De la sorte, le président SAIED pourra se prévaloir d’attendre la décision de la cour constitutionnelle, à une date indéterminée, avant le cas échéant de recevoir la prestation de serment des nouveaux ministres, ce qui est tout à fait conforme à la règle de droit applicable.

* Précisons que l’article 89 de la constitution ne prévoit la participation du chef de l’Etat au processus de nomination ministérielle, que pour « les ministres et secrétaires d’Etat de la défense et des affaires étrangères, [qui sont] choisis par le chef du gouvernement, en concertation avec le Président de la République » Aucun de ces deux ministères n’étant concerné par le remaniement, l’intervention du président de la République dans le processus de nomination n’avait pas lieu d’être.

 ** La constitution, dans son article 148 alinéa 5, a prévu  que la cour constitutionnelle serait créée dans le délai d’un an après les élections législatives du 26 octobre 2014, soit au plus tard le 26 octobre 2015.

L’assemblée des représentants du peuple n’a pu se mettre d’accord pour désigner les quatre membres dont les nominations relèvent de sa compétence. (Quatre membres sont également nommés par le président de la République et quatre par le conseil supérieur de la magistrature).

*** La constitution de 2014 a bien prévu dans l’attente de la mise en place de la cour constitutionnelle une « instance provisoire chargée du contrôle de la constitutionnalité des projets de lois ». (loi organique du 18 avril 2014).
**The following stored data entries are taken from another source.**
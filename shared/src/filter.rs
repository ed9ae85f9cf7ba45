//! Free-text search and multi-select predicate filters.

use crate::row::Row;
use log::debug;
use serde::{Deserialize, Serialize};
use std::collections::{BTreeMap, BTreeSet};

/// True when any of `keys` holds a value containing `term`, ignoring case.
/// An empty (or whitespace-only) term matches every row.
pub fn matches_search<R: Row + ?Sized, K: AsRef<str>>(
    row: &R,
    term: &str,
    keys: &[K],
) -> bool {
    let needle = term.trim().to_lowercase();
    if needle.is_empty() {
        return true;
    }
    keys.iter().any(|key| {
        row.field(key.as_ref())
            .map(|value| value.to_lowercase().contains(&needle))
            .unwrap_or(false)
    })
}

/// Rows matching `term` on any of `keys`, in their original order.
pub fn search_rows<'a, R: Row, K: AsRef<str>>(
    rows: &'a [R],
    term: &str,
    keys: &[K],
) -> Vec<&'a R> {
    rows.iter().filter(|row| matches_search(*row, term, keys)).collect()
}

/// Search term plus named predicate sets, all owned by the hosting page.
///
/// Each predicate set is keyed by the row field it tests. Values inside one
/// set are OR-ed, different sets are AND-ed, and an empty set matches all.
#[derive(Debug, Clone, Default, PartialEq, Eq, Serialize, Deserialize)]
pub struct FilterState {
    pub search_term: String,
    predicates: BTreeMap<String, BTreeSet<String>>,
}

impl FilterState {
    pub fn new() -> Self {
        Self::default()
    }

    /// Returns true when the term actually changed, meaning the caller
    /// should go back to page 1.
    pub fn set_search_term(&mut self, term: impl Into<String>) -> bool {
        let term = term.into();
        if term == self.search_term {
            return false;
        }
        debug!("Search term changed to {:?}", term);
        self.search_term = term;
        true
    }

    pub fn has_search(&self) -> bool {
        !self.search_term.trim().is_empty()
    }

    pub fn set_predicate<I, S>(&mut self, field: &str, values: I)
    where
        I: IntoIterator<Item = S>,
        S: Into<String>,
    {
        let set: BTreeSet<String> = values.into_iter().map(Into::into).collect();
        if set.is_empty() {
            self.predicates.remove(field);
        } else {
            self.predicates.insert(field.to_string(), set);
        }
    }

    pub fn predicate(&self, field: &str) -> Option<&BTreeSet<String>> {
        self.predicates.get(field)
    }

    /// Active predicate sets, ordered by field name.
    pub fn predicates(&self) -> impl Iterator<Item = (&str, &BTreeSet<String>)> {
        self.predicates.iter().map(|(field, values)| (field.as_str(), values))
    }

    pub fn clear_predicate(&mut self, field: &str) {
        self.predicates.remove(field);
    }

    pub fn clear(&mut self) {
        self.search_term.clear();
        self.predicates.clear();
    }

    /// Number of active filters, search included, for the "n filters" chip.
    pub fn active_count(&self) -> usize {
        self.predicates.len() + usize::from(self.has_search())
    }

    pub fn is_active(&self) -> bool {
        self.active_count() > 0
    }

    /// Predicate sets only; search is applied separately.
    pub fn matches_predicates<R: Row + ?Sized>(&self, row: &R) -> bool {
        self.predicates.iter().all(|(field, allowed)| {
            allowed.is_empty()
                || row
                    .field(field)
                    .map(|value| allowed.contains(&value))
                    .unwrap_or(false)
        })
    }

    pub fn matches<R: Row + ?Sized, K: AsRef<str>>(&self, row: &R, search_keys: &[K]) -> bool {
        self.matches_predicates(row) && matches_search(row, &self.search_term, search_keys)
    }

    pub fn apply<'a, R: Row, K: AsRef<str>>(
        &self,
        rows: &'a [R],
        search_keys: &[K],
    ) -> Vec<&'a R> {
        rows.iter().filter(|row| self.matches(*row, search_keys)).collect()
    }
}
Cette instance continue d’assurer sa fonction de contrôle de constitutionnalité des projets de loi, mais comme son intitulé l’indique, à l’exclusion des autres contrôles de constitutionnalité pour lesquels elle n’a pas compétence. L’instance provisoire a seulement étendu de facto sa compétence à l’occasion du décès en juillet 2019 en cours de mandat du président Beji Caïd Es Sebsi, pour constater la vacance de la présidence de la République.